くるりは文学 ナンバーガールは哲学 スーパーカーは神話」、というコピペがある位に、ある世代にとってのこれらのバンドの影響はとても大きいものだ。身近な言葉ではとても語れない。まるで自分の生き方そのものにまで影響を与えている位だから。だから、2010年代に入って、スーパーカーから「iLL」ことナカコーと、フルカワミキナンバーガールから田渕ひさ子が集まって、最後にドラムの代わりにagraph牛尾憲輔を入れて、新たにバンドを立ち上げる、というニュースを聞いた時は、驚きのあまり自分の耳を疑った。


ライブは、5分遅れで始まった。アルバムのレコーディング風景を淡々と映した映像が10分ほど流される。実験的でありながら、和やかな空気。アニメが好きな牛尾が教えたのか、ナカコーがアニメ「けいおん!」劇中歌「ふわふわ時間」をギターを弾き、牛尾が歌っている。ドキュメンタリーはノイズで終わる。


そのまま静かにステージに現れた四人。全く顔を合わせず、観客を見る事もない。再びノイズが場を満たす。そしてゆっくりとベースの音が立ち上がってくる。


ナカコーとフルカワミキは、ソロとあまり方向性は変わらず。NYANTRA、iLLなどで見せる、狭い世界の中での箱庭的世界で、閉じたギターとベースを鳴らする。そこに、生気のない、冷やりとした質感の牛尾の電子音と電子のビートが垂直に絡んでいく。熱さやグルーヴを後ろに隠し、クールで整った端正なリズムを正確に刻む。全くそこに揺らぎはない。一方で、酷く歪み、悲鳴のように生々しく、肌にひりひりとした痛みを感じるほどの、田渕ひさ子のノイジーなギターが被さり、不協和音を生む。

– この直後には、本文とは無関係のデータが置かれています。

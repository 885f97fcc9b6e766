//! Application Layer
//!
//! Orchestrates tenant stats aggregation, rank recalculation and
//! fairness-aware candidate selection on top of the storage ports.

pub mod aggregator;
pub mod recalculation;
pub mod scheduler;
pub mod selector;
pub mod service;
pub mod settings;

// Re-exports
pub use aggregator::TenantStatsAggregator;
pub use recalculation::FairnessRecalculator;
pub use scheduler::RecalculationScheduler;
pub use selector::FairSelector;
pub use service::FairnessService;
pub use settings::FairnessSettings;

MCも客の煽りも一切なく、ただノイズを鳴らし、鳴らしっぱなしでそれぞれが自分のタイミングでステージを降りて行った。客とのコミュニケーションを一切拒むような、そんな神経質で張りつめた重い空気。観客がアンコールを求めて拍手したが、それに応えることもなかった。

  1. Warning
  2. Cupid
  3. Night Telepathy
  4. Spell
  5. Blind Mind
  6. Fantasy
  7. Dreamin'


四人揃ってのライブは今日が初めてとなる。しかし、まだこの時点では、この牛尾と田渕という、ある意味ナカコーとフルカワミキバンドであるLAMAに色を付けるべく存在する、両極端な存在にもかかわらず、それぞれ別の事を主張するだけだったし、それが止揚を生んでこのバンドに面白さを与えるところまでは達していなかった。つまり、まだぎこちない関係にある、ということばかりが前に出ていたように思う。アルバム自体も、ナカコーとフルカワミキのソロを合わせただけのような内容だ。しかし、このバンドに変化と深みを与えるのは、やはり牛尾と田渕に他ならないはずだ。特に、バンドにドラムの代わりになるリズムが欲しいからと抜擢された牛尾。彼がもっと、LAMAに変化を与えてくれることだろう。それこそ、後期スーパーカー以上に。シングルに収録された、「SPELL」の牛尾によるリミックスは、その片鱗を見せている。きっと、彼らにしかなしえない新しいサウンドを聴かせてくれる、そう期待して待っている。